AIM OF THE EXERCISE — What is the number of lines below that contain the word "Deserialize"? Respond with that number alone.

DATASET ENTRIES —

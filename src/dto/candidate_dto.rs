use serde::{Deserialize, Serialize};
use serde_json::Value as JsonValue;
use utoipa::{IntoParams, ToSchema};
use validator::Validate;

use crate::models::candidate::NewCandidate;
use crate::utils::validation::{
    validate_email_format, validate_name_chars, validate_phone, validate_status,
};

/// Body of `POST /api/candidates` and `PUT /api/candidates/{id}`.
///
/// Every field is optional at the type level so that a missing required field
/// is reported as a field violation rather than a deserialization failure.
/// Values of the wrong JSON type are recorded in `malformed` for the same reason.
#[derive(Debug, Clone, Default, PartialEq, Eq, Serialize, Deserialize, Validate, ToSchema)]
#[serde(from = "RawCandidatePayload")]
pub struct CandidatePayload {
    #[validate(
        required(message = "Name is required"),
        length(min = 2, max = 100, message = "Name must be between 2 and 100 characters"),
        custom(function = "validate_name_chars")
    )]
    pub name: Option<String>,

    #[validate(
        required(message = "Age is required"),
        range(min = 18, max = 100, message = "Age must be between 18 and 100")
    )]
    pub age: Option<i32>,

    #[validate(
        required(message = "Email is required"),
        length(max = 255, message = "Email must be at most 255 characters"),
        custom(function = "validate_email_format")
    )]
    pub email: Option<String>,

    #[validate(
        length(max = 20, message = "Phone must be at most 20 characters"),
        custom(function = "validate_phone")
    )]
    pub phone: Option<String>,

    pub skills: Option<String>,

    #[validate(range(min = 0, message = "Experience cannot be negative"))]
    pub experience: Option<i32>,

    #[validate(length(max = 100, message = "Applied position must be at most 100 characters"))]
    pub applied_position: Option<String>,

    #[validate(custom(function = "validate_status"))]
    pub status: Option<String>,

    /// `(field, message)` for every value that arrived with the wrong JSON type.
    #[serde(skip)]
    pub malformed: Vec<(&'static str, &'static str)>,
}

/// Wire shape of [`CandidatePayload`]: any JSON value is accepted per field and
/// checked for type afterwards.
#[derive(Debug, Default, Deserialize)]
#[serde(default)]
struct RawCandidatePayload {
    name: Option<JsonValue>,
    age: Option<JsonValue>,
    email: Option<JsonValue>,
    phone: Option<JsonValue>,
    skills: Option<JsonValue>,
    experience: Option<JsonValue>,
    applied_position: Option<JsonValue>,
    status: Option<JsonValue>,
}

struct TypeCheck(Vec<(&'static str, &'static str)>);

impl TypeCheck {
    fn text(&mut self, field: &'static str, value: Option<JsonValue>, message: &'static str) -> Option<String> {
        match value {
            None | Some(JsonValue::Null) => None,
            Some(JsonValue::String(s)) => Some(s),
            Some(_) => {
                self.0.push((field, message));
                None
            }
        }
    }

    /// Whole numbers, given either as JSON numbers or as numeric strings.
    fn integer(&mut self, field: &'static str, value: Option<JsonValue>, message: &'static str) -> Option<i32> {
        let parsed = match value {
            None | Some(JsonValue::Null) => return None,
            Some(JsonValue::String(s)) if s.trim().is_empty() => return None,
            Some(JsonValue::Number(n)) => n.as_i64().and_then(|n| i32::try_from(n).ok()),
            Some(JsonValue::String(s)) => s.trim().parse::<i32>().ok(),
            Some(_) => None,
        };
        if parsed.is_none() {
            self.0.push((field, message));
        }
        parsed
    }
}

impl From<RawCandidatePayload> for CandidatePayload {
    fn from(raw: RawCandidatePayload) -> Self {
        let mut check = TypeCheck(Vec::new());
        let payload = Self {
            name: check.text("name", raw.name, "Name must be a string"),
            age: check.integer("age", raw.age, "Age must be a number"),
            email: check.text("email", raw.email, "Email must be a string"),
            phone: check.text("phone", raw.phone, "Phone must be a string"),
            skills: check.text("skills", raw.skills, "Skills must be a string"),
            experience: check.integer("experience", raw.experience, "Experience must be a number"),
            applied_position: check.text(
                "applied_position",
                raw.applied_position,
                "Applied position must be a string",
            ),
            status: check.text("status", raw.status, "Status must be a string"),
            malformed: Vec::new(),
        };
        Self {
            malformed: check.0,
            ..payload
        }
    }
}

impl CandidatePayload {
    /// Trims every text field and drops the ones left empty.
    pub fn normalized(self) -> Self {
        fn clean(value: Option<String>) -> Option<String> {
            value
                .map(|v| v.trim().to_string())
                .filter(|v| !v.is_empty())
        }

        Self {
            name: clean(self.name),
            age: self.age,
            email: clean(self.email),
            phone: clean(self.phone),
            skills: clean(self.skills),
            experience: self.experience,
            applied_position: clean(self.applied_position),
            status: clean(self.status),
            malformed: self.malformed,
        }
    }
}

impl From<NewCandidate> for CandidatePayload {
    fn from(value: NewCandidate) -> Self {
        Self {
            name: Some(value.name),
            age: Some(value.age),
            email: Some(value.email),
            phone: value.phone,
            skills: value.skills,
            experience: value.experience,
            applied_position: value.applied_position,
            status: Some(value.status.to_string()),
            malformed: Vec::new(),
        }
    }
}

#[derive(Debug, Clone, Default, PartialEq, Eq, Serialize, Deserialize, IntoParams)]
#[serde(default)]
#[into_params(parameter_in = Query)]
pub struct CandidateListQuery {
    /// Case-insensitive substring matched against name, email and skills.
    pub search: Option<String>,
    /// Exact status: Applied, Interviewing, Hired or Rejected.
    pub status: Option<String>,
}
//! Rigid transform of a scene node relative to its parent

use rogue_math::{Quat, Vec3};
use serde::{Serialize, Deserialize};

/// Position and rotation; rigid, so directions and distances are preserved
#[derive(Clone, Copy, Debug, PartialEq, Serialize, Deserialize)]
pub struct Transform {
    /// Position relative to the parent
    pub position: Vec3,
    /// Rotation relative to the parent
    pub rotation: Quat,
}

impl Default for Transform {
    fn default() -> Self {
        Self::identity()
    }
}

impl Transform {
    pub fn identity() -> Self {
        Self {
            position: Vec3::ZERO,
            rotation: Quat::IDENTITY,
        }
    }

    /// Create a transform with just a position
    pub fn from_position(position: Vec3) -> Self {
        Self {
            position,
            ..Self::identity()
        }
    }

    /// Create a transform with position and rotation
    pub fn from_position_rotation(position: Vec3, rotation: Quat) -> Self {
        Self { position, rotation }
    }

    /// Transform a point from local space to parent space (rotate, then translate)
    pub fn transform_point(&self, p: Vec3) -> Vec3 {
        self.rotation.rotate(p) + self.position
    }

    /// Transform a direction from local space to parent space
    pub fn transform_direction(&self, d: Vec3) -> Vec3 {
        self.rotation.rotate(d)
    }

    pub fn inverse(&self) -> Self {
        let rotation = self.rotation.conjugate();
        Self {
            position: rotation.rotate(-self.position),
            rotation,
        }
    }

    /// Compose two transforms: result = self * other
    ///
    /// The composed transform applies `other` first, then `self`.
    pub fn compose(&self, other: &Self) -> Self {
        Self {
            position: self.transform_point(other.position),
            rotation: self.rotation.compose(&other.rotation).normalize(),
        }
    }

    /// Translate the transform by an offset
    pub fn translate(&mut self, offset: Vec3) {
        self.position += offset;
    }

    /// Pre-multiply a rotation (applied after the current one)
    pub fn rotate(&mut self, rotation: Quat) {
        self.rotation = rotation.compose(&self.rotation).normalize();
    }

    /// Forward direction (-Z rotated into parent space)
    pub fn forward(&self) -> Vec3 {
        self.rotation.rotate(Vec3::FORWARD)
    }

    /// Right direction (+X rotated into parent space)
    pub fn right(&self) -> Vec3 {
        self.rotation.rotate(Vec3::RIGHT)
    }

    /// Up direction (+Y rotated into parent space)
    pub fn up(&self) -> Vec3 {
        self.rotation.rotate(Vec3::UP)
    }
}
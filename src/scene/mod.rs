//! Level construction
//!
//! RON scene files, a fluent builder for the scene graph and physics world,
//! and the player that ties the controllers to its rig.

mod player;
mod scene_builder;
mod scene_file;

pub use player::Player;
pub use scene_builder::{Level, PlayerRig, SceneBuilder};
pub use scene_file::{ColliderDef, Scene, SceneLoadError, ShapeDef};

SOLUTION TO THE EXERCISE — 6